Profiting from Suggestions by Colleagues

On Profiting from Suggestions by Colleagues

Steve Aldrich is a magician who has recently returned to Colorado after living several years in Montana.

Jerry Andrus and I first encountered him around 30 years ago. He had been performing and traveling with a small group calling itself “Ickle Pickle Circus.”

While in Eugene, he attended a Mysticians meeting and offered to perform for us. He was especially proud of his cards across routine. The premise of the routine was that he would sit in the audience and a volunteer would do the magic. Before his show, he asked Jerry and me to watch closely and give him our opinion.

During his performance, at a key point in the routine, Steve turned his back to the audience. After his show, he approached us and asked for our opinion. Both Jerry and I told him that the effect would be much better if he did not turn his back to the audience. Steve got angry. He told us he had been performing the effect this way with great success.
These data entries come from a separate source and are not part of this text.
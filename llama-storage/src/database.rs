//! The database root object (§9 "the database value is the sole root from
//! which everything else is reachable"). Owns the MLCSR, the property
//! store, and the writable stage; wires the checkpoint engine (C8) and
//! eviction (C9) into one public surface, and implements
//! [`llama_api::GraphStore`]/[`llama_api::LevelView`] for embedders that
//! only want the read-side traversal primitives.

use std::sync::Mutex;

use llama_api::{EdgeId, GraphStore, LevelId, LevelView, LoaderConfig, NodeId, NIL_NODE};

use crate::checkpoint::run_checkpoint;
use crate::error::Result;
use crate::mlcsr::{EdgeIter, Mlcsr};
use crate::property::{PropertyId, PropertyStore, PropertyValue};
use crate::writable::WritableStage;

/// Construction-time knobs the embedder supplies; the core never reads
/// environment variables for any of these (§6, §0.3).
#[derive(Debug, Clone)]
pub struct DatabaseConfig {
    /// Entries per vertex-table / edge-table page.
    pub page_len: usize,
    /// Hint for internal parallel regions; the reference implementation
    /// runs level construction and reverse-edge building sequentially, but
    /// the field is threaded through so a parallel-for backend has
    /// somewhere to read it from without reaching into the environment.
    pub worker_count: usize,
    pub loader: LoaderConfig,
}

impl Default for DatabaseConfig {
    fn default() -> Self {
        DatabaseConfig {
            page_len: 4096,
            worker_count: 1,
            loader: LoaderConfig::default(),
        }
    }
}

/// The single owning root: an MLCSR, a property store sharing its level
/// lineage, and the writable stage that buffers mutations between
/// checkpoints.
pub struct Database {
    mlcsr: Mlcsr,
    properties: PropertyStore,
    stage: WritableStage,
    config: DatabaseConfig,
    stream_weight: Option<PropertyId>,
    stream_forward: Option<PropertyId>,
    /// Out-edges from a committed level that a caller asked to delete but
    /// that haven't been rolled into a checkpoint yet; applied as a
    /// `max_visible_level` lowering at the start of the next `checkpoint()`
    /// (§4.6: deleting a frozen edge doesn't touch the writable stage's
    /// edge buffers, only its deletion counters).
    pending_frozen_deletions: Mutex<Vec<EdgeId>>,
}

impl Database {
    pub fn open(config: DatabaseConfig) -> Self {
        Database {
            mlcsr: Mlcsr::new(config.page_len),
            properties: PropertyStore::new(config.page_len),
            stage: WritableStage::new(),
            config,
            stream_weight: None,
            stream_forward: None,
            pending_frozen_deletions: Mutex::new(Vec::new()),
        }
    }

    pub fn config(&self) -> &DatabaseConfig {
        &self.config
    }

    pub fn properties(&self) -> &PropertyStore {
        &self.properties
    }

    pub fn mlcsr(&self) -> &Mlcsr {
        &self.mlcsr
    }

    /// Turns on streaming mode (§0.5 / §9's `we_supersedes` open question):
    /// registers the two edge properties weight age-off needs and records
    /// their ids so `checkpoint()`/`evict()` thread them through without the
    /// caller repeating the names everywhere. Idempotent only in the sense
    /// that calling it twice creates two more properties and returns an
    /// error on the name collision — callers should call it once at
    /// startup.
    pub fn enable_streaming(&mut self, weight_name: &str, forward_name: &str) -> Result<()> {
        let weight = self.properties.create_edge_property(weight_name)?;
        let forward = self.properties.create_edge_property(forward_name)?;
        self.stream_weight = Some(weight);
        self.stream_forward = Some(forward);
        Ok(())
    }

    pub fn is_streaming(&self) -> bool {
        self.stream_forward.is_some()
    }

    /// Buffers a new edge. In streaming mode, prefer
    /// [`Database::add_edge_superseding`] when re-adding a previously
    /// deleted edge so weight age-off can follow the forward pointer.
    pub fn add_edge(&self, source: NodeId, target: NodeId) {
        self.stage.add_edge(source, target, None);
    }

    /// Streaming re-add: `old` is the frozen edge this buffered edge will
    /// supersede once checkpointed.
    pub fn add_edge_superseding(&self, source: NodeId, target: NodeId, old: EdgeId) {
        self.stage.add_edge(source, target, Some(old));
    }

    /// Deletes one out-edge `source -> target`, whether it's still buffered
    /// or already part of a committed level. Returns `false` if no such
    /// edge is visible at the current `max_level`. Per §7, an unknown edge
    /// is a recoverable no-op, never an error.
    pub fn delete_edge(&self, source: NodeId, target: NodeId) -> bool {
        if self.stage.delete_buffered_edge(source, target) {
            return true;
        }
        let Some(max_level) = self.mlcsr.levels().max_level() else {
            return false;
        };
        for edge in self.mlcsr.iter_out(source, max_level, max_level) {
            if self.mlcsr.edge_target(edge) == Some(target) {
                self.stage.record_frozen_deletion(source);
                self.pending_frozen_deletions.lock().unwrap().push(edge);
                return true;
            }
        }
        false
    }

    /// Tombstones a node: at the next checkpoint all of its out-edges
    /// become invisible and its precomputed degree drops to zero.
    pub fn delete_node(&self, node: NodeId) {
        self.stage.tombstone_node(node);
    }

    /// Runs one checkpoint (§4.7), lowering the visibility of any out-edges
    /// `delete_edge` queued against a committed level, then freezing the
    /// writable stage into a new MLCSR level and property levels. Returns
    /// the id of the newly committed level.
    pub fn checkpoint(&self) -> Result<LevelId> {
        let next_level = self.mlcsr.levels().next_level_id();
        let pending: Vec<EdgeId> = std::mem::take(&mut *self.pending_frozen_deletions.lock().unwrap());
        for edge in pending {
            self.mlcsr.update_max_visible_level_lower_only(edge, next_level)?;
        }
        log::debug!("checkpoint: starting level {next_level}");
        let level = run_checkpoint(&self.mlcsr, &self.properties, &self.stage, &self.config.loader, self.stream_forward)?;
        log::debug!("checkpoint: committed level {level}");
        Ok(level)
    }

    /// §4.8: advances `min_level`, running streaming weight age-off when
    /// enabled.
    pub fn set_min_level(&self, m: LevelId) -> Result<()> {
        crate::eviction::advance_min_level(&self.mlcsr, &self.properties, m, self.stream_weight, self.stream_forward)
    }

    /// §4.8 `keep_only_recent_versions(k)` convenience wrapper.
    pub fn keep_only_recent_versions(&self, k: u32) -> Result<()> {
        crate::eviction::keep_only_recent_versions(&self.mlcsr, &self.properties, k)
    }

    pub fn create_node_property(&self, name: &str) -> Result<PropertyId> {
        self.properties.create_node_property(name)
    }

    pub fn create_edge_property(&self, name: &str) -> Result<PropertyId> {
        self.properties.create_edge_property(name)
    }

    pub fn set_node_property(&self, id: PropertyId, node: NodeId, value: PropertyValue) -> Result<()> {
        self.properties.with_node_property(id, |p| p.set(node, value))
    }

    pub fn node_property(&self, id: PropertyId, node: NodeId, level: LevelId) -> Result<PropertyValue> {
        self.properties.with_node_property(id, |p| p.get(node, level))
    }

    pub fn edge_property(&self, id: PropertyId, edge: EdgeId) -> Result<PropertyValue> {
        let Some((level, index)) = llama_api::unpack_edge_id(edge) else {
            return Ok(PropertyValue::Null);
        };
        self.properties.with_edge_property(id, |p| p.get(level, index))
    }
}

/// A read-only view of the graph pinned to one committed level.
pub struct DatabaseView<'a> {
    db: &'a Database,
    level: LevelId,
}

impl<'a> DatabaseView<'a> {
    pub fn level_id(&self) -> LevelId {
        self.level
    }
}

impl<'a> LevelView for DatabaseView<'a> {
    type Edges<'b>
        = EdgeIter<'a>
    where
        Self: 'b;

    fn out_edges(&self, node: NodeId) -> Self::Edges<'_> {
        self.db.mlcsr.iter_out(node, self.level, self.level)
    }

    fn in_edges(&self, node: NodeId) -> Self::Edges<'_> {
        self.db.mlcsr.iter_in(node, self.level, self.level)
    }

    fn out_degree(&self, node: NodeId) -> u32 {
        self.db.mlcsr.out_degree(node, self.level).unwrap_or(0)
    }

    fn in_degree(&self, node: NodeId) -> u32 {
        self.db.mlcsr.in_degree(node, self.level).unwrap_or(0)
    }

    fn target(&self, edge: EdgeId) -> NodeId {
        self.db.mlcsr.edge_target(edge).unwrap_or(NIL_NODE)
    }

    fn level(&self) -> LevelId {
        self.level
    }
}

impl GraphStore for Database {
    type View<'a>
        = DatabaseView<'a>
    where
        Self: 'a;

    fn view_at(&self, level: LevelId) -> Self::View<'_> {
        DatabaseView { db: self, level }
    }

    fn max_level(&self) -> LevelId {
        self.mlcsr.levels().max_level().unwrap_or(0)
    }

    fn min_level(&self) -> LevelId {
        self.mlcsr.levels().min_level()
    }
}

#[cfg(test)]
mod tests {
    use super::*;

    #[test]
    fn s1_basic_add_checkpoint_and_view() {
        let db = Database::open(DatabaseConfig::default());
        db.add_edge(1, 2);
        db.add_edge(1, 3);
        db.add_edge(2, 3);
        let l0 = db.checkpoint().unwrap();

        let view = db.view_at(l0);
        assert_eq!(view.out_degree(1), 2);
        assert_eq!(view.out_degree(2), 1);
        let out1: Vec<_> = view.out_edges(1).collect();
        assert_eq!(out1.len(), 2);
        for e in out1 {
            assert!(matches!(view.target(e), 2 | 3));
        }
    }

    #[test]
    fn s2_delete_frozen_edge_then_checkpoint() {
        let db = Database::open(DatabaseConfig::default());
        db.add_edge(1, 2);
        db.add_edge(1, 3);
        let l0 = db.checkpoint().unwrap();

        assert!(db.delete_edge(1, 2));
        let l1 = db.checkpoint().unwrap();

        let view0 = db.view_at(l0);
        assert_eq!(view0.out_degree(1), 2);
        let view1 = db.view_at(l1);
        assert_eq!(view1.out_degree(1), 1);
        let remaining: Vec<_> = view1.out_edges(1).map(|e| view1.target(e)).collect();
        assert_eq!(remaining, vec![3]);
    }

    #[test]
    fn deleting_an_unknown_edge_is_a_recoverable_no_op() {
        let db = Database::open(DatabaseConfig::default());
        db.add_edge(1, 2);
        db.checkpoint().unwrap();
        assert!(!db.delete_edge(1, 99));
    }

    #[test]
    fn streaming_mode_threads_through_checkpoint_and_eviction() {
        let mut db = Database::open(DatabaseConfig::default());
        db.enable_streaming("stream_weight", "stream_forward").unwrap();
        let weight_id = db.properties.property_id("stream_weight").unwrap();

        db.add_edge(1, 2);
        let l0 = db.checkpoint().unwrap();
        let e0 = db.mlcsr().lookup_out_edge_id(1, l0).unwrap().unwrap();
        db.properties
            .with_edge_property(weight_id, |p| {
                let (level, idx) = llama_api::unpack_edge_id(e0).unwrap();
                p.set(e0, level, idx, PropertyValue::Int(9));
            })
            .unwrap();

        db.add_edge_superseding(1, 2, e0);
        db.checkpoint().unwrap();

        db.add_edge(1, 2);
        db.checkpoint().unwrap();
        db.set_min_level(1).unwrap();
        assert_eq!(db.mlcsr().levels().min_level(), 1);
    }

    #[test]
    fn node_and_edge_properties_round_trip() {
        let db = Database::open(DatabaseConfig::default());
        let rank = db.create_node_property("rank").unwrap();
        db.set_node_property(rank, 1, PropertyValue::Float(0.5)).unwrap();
        db.add_edge(1, 2);
        let l0 = db.checkpoint().unwrap();
        assert_eq!(db.node_property(rank, 1, l0).unwrap(), PropertyValue::Float(0.5));
    }
}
Jerry, ever calm, said to Steve, “If I tell you a way to perform the routine without turning your back, would that improve the effect.” Steve angrily shot back, “No.” Both Jerry and I knew enough not to pursue the matter further.

The late Irv Weiner was both a prolific creator of good magic as well as a first rate performer. He was one of my mentors when I was growing up in the Boston area. Indeed, I owe much of whatever skills and knowledge that I have to Irv’s teaching.

When Irv phoned me in the 1980s to see if I could arrange for him to perform at the University of Oregon, I eagerly obliged. Jerry and I met Irv at the Eugene airport. As we were driving him to his motel, Irv told us about his new magical creation. He was going to end his show at the university with it. He wanted us to pay close attention and give him our opinions.

He told us the effect involved a prediction sealed in a tin can. He already mailed the can to the program chair at the university. At the end of the show, he would give a can opener to chairman and have him open the can and read the prediction. The prediction would match the current headline in the Register-Guard.

Irv’s show was spectacular. His performance was flawless.

Both Jerry and I, of course, were waiting for the concluding effect—the prediction. Irv introduced it by explaining the impossibility of what was about to happen. He asked the chair to produce the sealed tin can and inform the audience that it had never left his possession since it arrived in the mail a few days earlier. He then had someone bring up and display the top headline in the current edition of the Register-Guard.  With a dramatic flair, Irv handed a can opener to the chair and asked him to open the can.  The chair did so and dumped out a folded strip of paper.

Jerry and I, along with the rest of the audience, focused on whether the paper would contain writing matching the newspaper headline.

The next step was a letdown. Instead of a straightforward prediction, the paper contained a series of letters and numbers, which Irv said, was a code. Irv then brought out what he said was a codebook. By a painfully laborious and boring procedure, using the codebook, Irv eventually decoded the hieroglyphics on the paper into something approximating the actual headline.

By that time, everyone appeared to be confused. No one seemed impressed.

After the show, Irv asked Jerry and me what we thought of his prediction effect. Both Jerry and I, trying our best to be tactful, tried to explain to Irv that the use of a complicated decoding procedure to reveal the prediction not only confused the audience but was not good magic or mentalism. Irv got very angry with us. He shouted that we did not know what were talking about. He was a seasoned performer and knew what was good magic. He maintained his prediction effect was perfect as it was.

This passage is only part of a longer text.